What is being asked:
Look below for the line that has "DataTable::from_value(json!([[1, 2], [3]])).unwrap();". Set down the lines from there through the line that has "Some(value) => req", exactly as written.

[Saved entries]
-------

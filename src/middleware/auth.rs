use axum::extract::FromRequestParts;
use axum::http::request::Parts;
use axum::response::{IntoResponse, Redirect, Response};
use axum_extra::extract::cookie::{Key, PrivateCookieJar};
use sha2::{Digest, Sha512};
use tracing::{debug, warn};

use crate::db::User;
use crate::error::ColgadosError;
use crate::middleware::cookies::{build_cookie, clear_cookie};
use crate::router::ColgadosState;

pub const SESSION_COOKIE: &str = "colgados_session";
pub const LOGIN_PATH: &str = "/login";

/// Derive the cookie encryption key from the configured secret.
///
/// An empty secret yields a random key, so sessions do not survive a restart.
pub fn session_key(secret: &str) -> Key {
    if secret.is_empty() {
        warn!("SECRET_DB is not set; using a random session key");
        return Key::generate();
    }
    let digest = Sha512::digest(secret.as_bytes());
    Key::from(digest.as_slice())
}

/// Bind the session to `user_id`.
pub fn login(jar: PrivateCookieJar, user_id: i64, secure: bool) -> PrivateCookieJar {
    jar.add(build_cookie(SESSION_COOKIE, user_id.to_string(), secure))
}

pub fn logout(jar: PrivateCookieJar) -> PrivateCookieJar {
    jar.remove(clear_cookie(SESSION_COOKIE))
}

pub fn session_user_id(jar: &PrivateCookieJar) -> Option<i64> {
    jar.get(SESSION_COOKIE)
        .and_then(|c| c.value().parse::<i64>().ok())
}

/// The logged-in user, if any.
#[derive(Debug, Clone)]
pub struct MaybeUser(pub Option<User>);

impl MaybeUser {
    pub fn is_authenticated(&self) -> bool {
        self.0.is_some()
    }
}

impl FromRequestParts<ColgadosState> for MaybeUser {
    type Rejection = ColgadosError;

    async fn from_request_parts(
        parts: &mut Parts,
        state: &ColgadosState,
    ) -> Result<Self, Self::Rejection> {
        let jar = PrivateCookieJar::from_headers(&parts.headers, state.key());
        let Some(user_id) = session_user_id(&jar) else {
            return Ok(Self(None));
        };
        let user = state.storage.find_user_by_id(user_id).await?;
        if user.is_none() {
            debug!(user_id, "session refers to a user that no longer exists");
        }
        Ok(Self(user))
    }
}

/// Authentication gate: extracting this sends anonymous callers to the login
/// page before the handler runs.
#[derive(Debug, Clone)]
pub struct AuthUser(pub User);

impl FromRequestParts<ColgadosState> for AuthUser {
    type Rejection = Response;

    async fn from_request_parts(
        parts: &mut Parts,
        state: &ColgadosState,
    ) -> Result<Self, Self::Rejection> {
        match MaybeUser::from_request_parts(parts, state).await {
            Ok(MaybeUser(Some(user))) => Ok(Self(user)),
            Ok(MaybeUser(None)) => {
                debug!(path = %parts.uri.path(), "anonymous request redirected to login");
                Err(Redirect::to(LOGIN_PATH).into_response())
            }
            Err(e) => Err(e.into_response()),
        }
    }
}

#[cfg(test)]
mod tests {
    use super::*;
    use axum::http::{HeaderMap, HeaderValue, header};

    /// Replays the `Set-Cookie` headers a jar produces as a request `Cookie` header.
    fn as_request_headers(jar: PrivateCookieJar) -> HeaderMap {
        let resp = (jar, ()).into_response();
        let mut headers = HeaderMap::new();
        for set_cookie in resp.headers().get_all(header::SET_COOKIE) {
            let pair = set_cookie
                .to_str()
                .unwrap()
                .split(';')
                .next()
                .unwrap()
                .to_string();
            headers.append(header::COOKIE, HeaderValue::from_str(&pair).unwrap());
        }
        headers
    }

    #[test]
    fn same_secret_gives_same_key() {
        let a = session_key("s3cr3t");
        let b = session_key("s3cr3t");
        assert_eq!(a.master(), b.master());
        assert_ne!(a.master(), session_key("other").master());
    }

    #[test]
    fn login_then_logout() {
        let jar = PrivateCookieJar::new(session_key("s3cr3t"));
        let jar = login(jar, 42, false);
        assert_eq!(session_user_id(&jar), Some(42));

        let jar = logout(jar);
        assert_eq!(session_user_id(&jar), None);
    }

    #[test]
    fn session_survives_the_round_trip() {
        let jar = login(PrivateCookieJar::new(session_key("s3cr3t")), 7, false);
        let headers = as_request_headers(jar);
        let jar = PrivateCookieJar::from_headers(&headers, session_key("s3cr3t"));
        assert_eq!(session_user_id(&jar), Some(7));
    }

    #[test]
    fn cookie_from_another_key_is_ignored() {
        let jar = login(PrivateCookieJar::new(session_key("one")), 7, false);
        let headers = as_request_headers(jar);
        let other = PrivateCookieJar::from_headers(&headers, session_key("two"));
        assert_eq!(session_user_id(&other), None);
    }
}
//! Tabular JSON documents rendered as HTML tables.
//!
//! Accepts the layouts pandas' `read_json` understands for a frame:
//! - a list of records: `[{"a": 1, "b": 2}, ...]`
//! - columns of index → value: `{"a": {"0": 1, "1": 3}, ...}`
//! - columns of arrays: `{"a": [1, 3], ...}`
//! - a list of rows: `[[1, 2], [3, 4]]`

use serde::Serialize;
use serde_json::{Map, Value};
use std::fmt::Write as _;

use crate::error::ColgadosError;

#[derive(Debug, Clone, PartialEq, Serialize)]
pub struct DataTable {
    pub columns: Vec<String>,
    pub index: Vec<String>,
    pub rows: Vec<Vec<Value>>,
}

/// Text shown for a single cell.
pub fn cell_text(value: &Value) -> String {
    match value {
        Value::Null => String::new(),
        Value::String(s) => s.clone(),
        other => other.to_string(),
    }
}

impl DataTable {
    pub fn from_slice(bytes: &[u8]) -> Result<Self, ColgadosError> {
        let value: Value = serde_json::from_slice(bytes)
            .map_err(|e| ColgadosError::UpstreamPayload(format!("invalid JSON document: {e}")))?;
        Self::from_value(value)
    }

    pub fn from_value(value: Value) -> Result<Self, ColgadosError> {
        match value {
            Value::Array(items) => Ok(Self::from_array(items)),
            Value::Object(map) => Self::from_object(map),
            other => Err(ColgadosError::UpstreamPayload(format!(
                "expected a JSON array or object, got {other}"
            ))),
        }
    }

    fn from_array(items: Vec<Value>) -> Self {
        let index = (0..items.len()).map(|i| i.to_string()).collect();

        if items.iter().all(Value::is_object) {
            let mut columns: Vec<String> = Vec::new();
            for item in &items {
                if let Value::Object(record) = item {
                    for key in record.keys() {
                        if !columns.contains(key) {
                            columns.push(key.clone());
                        }
                    }
                }
            }
            let rows = items
                .iter()
                .map(|item| {
                    columns
                        .iter()
                        .map(|c| item.get(c).cloned().unwrap_or(Value::Null))
                        .collect()
                })
                .collect();
            return Self {
                columns,
                index,
                rows,
            };
        }

        let rows: Vec<Vec<Value>> = items
            .into_iter()
            .map(|item| match item {
                Value::Array(cells) => cells,
                scalar => vec![scalar],
            })
            .collect();
        let width = rows.iter().map(Vec::len).max().unwrap_or(0);
        let rows = rows
            .into_iter()
            .map(|mut row| {
                row.resize(width, Value::Null);
                row
            })
            .collect();
        Self {
            columns: (0..width).map(|i| i.to_string()).collect(),
            index,
            rows,
        }
    }

    fn from_object(map: Map<String, Value>) -> Result<Self, ColgadosError> {
        let columns: Vec<String> = map.keys().cloned().collect();

        if map.values().all(Value::is_object) {
            let mut index: Vec<String> = Vec::new();
            for column in map.values() {
                if let Value::Object(cells) = column {
                    for key in cells.keys() {
                        if !index.contains(key) {
                            index.push(key.clone());
                        }
                    }
                }
            }
            let rows = index
                .iter()
                .map(|idx| {
                    map.values()
                        .map(|column| column.get(idx).cloned().unwrap_or(Value::Null))
                        .collect()
                })
                .collect();
            return Ok(Self {
                columns,
                index,
                rows,
            });
        }

        if map.values().all(Value::is_array) {
            let height = map
                .values()
                .filter_map(Value::as_array)
                .map(Vec::len)
                .max()
                .unwrap_or(0);
            let rows = (0..height)
                .map(|i| {
                    map.values()
                        .map(|column| column.get(i).cloned().unwrap_or(Value::Null))
                        .collect()
                })
                .collect();
            return Ok(Self {
                columns,
                index: (0..height).map(|i| i.to_string()).collect(),
                rows,
            });
        }

        Err(ColgadosError::UpstreamPayload(
            "object values must be all objects or all arrays".to_string(),
        ))
    }

    pub fn len(&self) -> usize {
        self.rows.len()
    }

    pub fn is_empty(&self) -> bool {
        self.rows.is_empty()
    }

    /// `dataframe`-style HTML with an index column; every cell is escaped.
    pub fn to_html(&self) -> String {
        let mut html = String::from("<table border=\"1\" class=\"dataframe\">\n  <thead>\n");
        html.push_str("    <tr style=\"text-align: right;\">\n      <th></th>\n");
        for column in &self.columns {
            let _ = writeln!(html, "      <th>{}</th>", html_escape::encode_text(column));
        }
        html.push_str("    </tr>\n  </thead>\n  <tbody>\n");
        for (idx, row) in self.index.iter().zip(&self.rows) {
            html.push_str("    <tr>\n");
            let _ = writeln!(html, "      <th>{}</th>", html_escape::encode_text(idx));
            for cell in row {
                let _ = writeln!(
                    html,
                    "      <td>{}</td>",
                    html_escape::encode_text(&cell_text(cell))
                );
            }
            html.push_str("    </tr>\n");
        }
        html.push_str("  </tbody>\n</table>");
        html
    }
}

#[cfg(test)]
mod tests {
    use super::*;
    use serde_json::json;

    #[test]
    fn records_keep_key_order_and_fill_gaps() {
        let table = DataTable::from_value(json!([
            {"Workcenter": "Pintura 1", "Rate": 120},
            {"Workcenter": "Pintura 2", "Rate": 95, "Turno": "B"}
        ]))
        .unwrap();
        assert_eq!(table.columns, vec!["Workcenter", "Rate", "Turno"]);
        assert_eq!(table.index, vec!["0", "1"]);
        assert_eq!(table.rows[0], vec![json!("Pintura 1"), json!(120), Value::Null]);
        assert_eq!(table.rows[1][2], json!("B"));
    }

    #[test]
    fn column_oriented_object() {
        let table = DataTable::from_value(json!({
            "Workcenter": {"0": "Pintura 1", "1": "Pintura 2"},
            "Rate": {"0": 120, "1": 95}
        }))
        .unwrap();
        assert_eq!(table.columns, vec!["Workcenter", "Rate"]);
        assert_eq!(table.index, vec!["0", "1"]);
        assert_eq!(table.rows[1], vec![json!("Pintura 2"), json!(95)]);
    }

    #[test]
    fn columns_of_arrays() {
        let table = DataTable::from_value(json!({"a": [1, 2, 3], "b": ["x"]})).unwrap();
        assert_eq!(table.len(), 3);
        assert_eq!(table.rows[2], vec![json!(3), Value::Null]);
    }

    #[test]
    fn list_of_rows_gets_positional_columns() {
        let table = DataTable::from_value(json!([[1, 2], [3]])).unwrap();
        assert_eq!(table.columns, vec!["0", "1"]);
        assert_eq!(table.rows[1], vec![json!(3), Value::Null]);
    }

    #[test]
    fn scalars_are_rejected() {
        assert!(DataTable::from_value(json!({"a": 1, "b": 2})).is_err());
        assert!(DataTable::from_value(json!("plain")).is_err());
        assert!(DataTable::from_slice(b"not json").is_err());
    }

    #[test]
    fn html_escapes_cells_and_headers() {
        let table = DataTable::from_value(json!([{"<b>": "a & b", "n": null}])).unwrap();
        let html = table.to_html();
        assert!(html.starts_with("<table border=\"1\" class=\"dataframe\">"));
        assert!(html.contains("<th>&lt;b&gt;</th>"));
        assert!(html.contains("<td>a &amp; b</td>"));
        assert!(html.contains("<td></td>"));
        assert!(html.contains("<th>0</th>"));
    }
}
pub mod plex_api;
pub mod sharepoint_api;

pub use plex_api::PlexApi;
pub use sharepoint_api::SharePointClient;
use reqwest::header::{ACCEPT, AUTHORIZATION, CONTENT_TYPE};
use tracing::{info, warn};
use url::Url;

use crate::error::ColgadosError;
use crate::types::plex::{PlexInputs, PlexRequest, PlexResponse};

pub struct PlexApi;

impl PlexApi {
    /// Execute a PLEX data source and parse its tabular response.
    ///
    /// A single attempt; any transport error, non-success status or
    /// unparseable body is returned to the caller.
    pub async fn execute_datasource(
        client: &reqwest::Client,
        endpoint: &Url,
        token: &str,
        inputs: PlexInputs,
    ) -> Result<PlexResponse, ColgadosError> {
        let mut req = client
            .post(endpoint.clone())
            .header(CONTENT_TYPE, "application/json;charset=utf-8")
            .header(ACCEPT, "application/json");
        match authorization_value(token) {
            Some(value) => req = req.header(AUTHORIZATION, value),
            None => warn!("AUT_PLEX is not set; calling PLEX without credentials"),
        }

        let resp = req
            .json(&PlexRequest { inputs })
            .send()
            .await?
            .error_for_status()?;
        let body = resp.bytes().await?;
        info!(
            endpoint = %endpoint,
            part_key = inputs.part_key,
            bytes = body.len(),
            "PLEX data source executed"
        );
        PlexResponse::from_slice(&body)
    }
}

/// `AUT_PLEX` may hold a full header value (`Bearer ...`, `Basic ...`) or a
/// bare token.
fn authorization_value(token: &str) -> Option<String> {
    let token = token.trim();
    if token.is_empty() {
        return None;
    }
    if token.contains(' ') {
        Some(token.to_string())
    } else {
        Some(format!("Bearer {token}"))
    }
}
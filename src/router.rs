use std::sync::Arc;
use std::time::Duration;

use axum::{Router, extract::FromRef, routing::get};
use axum_extra::extract::cookie::Key;

use crate::api::sharepoint_api::SharePointClient;
use crate::config::Config;
use crate::db::ColgadosStorage;
use crate::error::ColgadosError;
use crate::handlers::{auth, colgados, tables};
use crate::middleware::auth::session_key;
use crate::service::password::PasswordHasher;

#[derive(Clone)]
pub struct ColgadosState {
    pub storage: ColgadosStorage,
    pub config: Arc<Config>,
    pub client: reqwest::Client,
    pub sharepoint: Arc<SharePointClient>,
    pub hasher: PasswordHasher,
    key: Key,
}

impl ColgadosState {
    pub fn new(storage: ColgadosStorage, config: Config) -> Result<Self, ColgadosError> {
        let client = reqwest::Client::builder()
            .user_agent(concat!("colgados-web/", env!("CARGO_PKG_VERSION")))
            .timeout(Duration::from_secs(config.http_timeout_secs))
            .build()?;
        let sharepoint = Arc::new(SharePointClient::new(&config)?);
        let hasher = PasswordHasher::new(config.password_iterations);
        let key = session_key(&config.secret_key);
        Ok(Self {
            storage,
            config: Arc::new(config),
            client,
            sharepoint,
            hasher,
            key,
        })
    }

    pub fn key(&self) -> Key {
        self.key.clone()
    }

    /// Whether cookies carry the `Secure` attribute.
    pub fn secure_cookies(&self) -> bool {
        !self.config.insecure_cookie
    }
}

impl FromRef<ColgadosState> for Key {
    fn from_ref(state: &ColgadosState) -> Self {
        state.key()
    }
}

pub fn colgados_router(state: ColgadosState) -> Router {
    Router::new()
        .route("/", get(auth::home))
        .route("/register", get(auth::register_page).post(auth::register))
        .route("/login", get(auth::login_page).post(auth::login))
        .route("/logout", get(auth::logout))
        .route("/secrets", get(auth::secrets))
        .route("/lista_de_colgados", get(colgados::lista_de_colgados))
        .route("/atributos_Lineas", get(colgados::atributos_lineas))
        .route("/add", get(colgados::add_page).post(colgados::add))
        .route("/edit", get(colgados::edit_page).post(colgados::edit))
        .route("/delete", get(colgados::delete))
        .route("/rates_actuales", get(tables::rates_actuales))
        .route("/test_json_plex", get(tables::test_json_plex))
        .route(
            "/test_json_plex_sharepoint",
            get(tables::test_json_plex_sharepoint),
        )
        .with_state(state)
}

-------

Task answer:
        let table = DataTable::from_value(json!([[1, 2], [3]])).unwrap();
        assert_eq!(table.columns, vec!["0", "1"]);
        assert_eq!(table.rows[1], vec![json!(3), Value::Null]);
    }

    #[test]
    fn scalars_are_rejected() {
        assert!(DataTable::from_value(json!({"a": 1, "b": 2})).is_err());
        assert!(DataTable::from_value(json!("plain")).is_err());
        assert!(DataTable::from_slice(b"not json").is_err());
    }

    #[test]
    fn html_escapes_cells_and_headers() {
        let table = DataTable::from_value(json!([{"<b>": "a & b", "n": null}])).unwrap();
        let html = table.to_html();
        assert!(html.starts_with("<table border=\"1\" class=\"dataframe\">"));
        assert!(html.contains("<th>&lt;b&gt;</th>"));
        assert!(html.contains("<td>a &amp; b</td>"));
        assert!(html.contains("<td></td>"));
        assert!(html.contains("<th>0</th>"));
    }
}
pub mod plex_api;
pub mod sharepoint_api;

pub use plex_api::PlexApi;
pub use sharepoint_api::SharePointClient;
use reqwest::header::{ACCEPT, AUTHORIZATION, CONTENT_TYPE};
use tracing::{info, warn};
use url::Url;

use crate::error::ColgadosError;
use crate::types::plex::{PlexInputs, PlexRequest, PlexResponse};

pub struct PlexApi;

impl PlexApi {
    /// Execute a PLEX data source and parse its tabular response.
    ///
    /// A single attempt; any transport error, non-success status or
    /// unparseable body is returned to the caller.
    pub async fn execute_datasource(
        client: &reqwest::Client,
        endpoint: &Url,
        token: &str,
        inputs: PlexInputs,
    ) -> Result<PlexResponse, ColgadosError> {
        let mut req = client
            .post(endpoint.clone())
            .header(CONTENT_TYPE, "application/json;charset=utf-8")
            .header(ACCEPT, "application/json");
        match authorization_value(token) {
            Some(value) => req = req.header(AUTHORIZATION, value),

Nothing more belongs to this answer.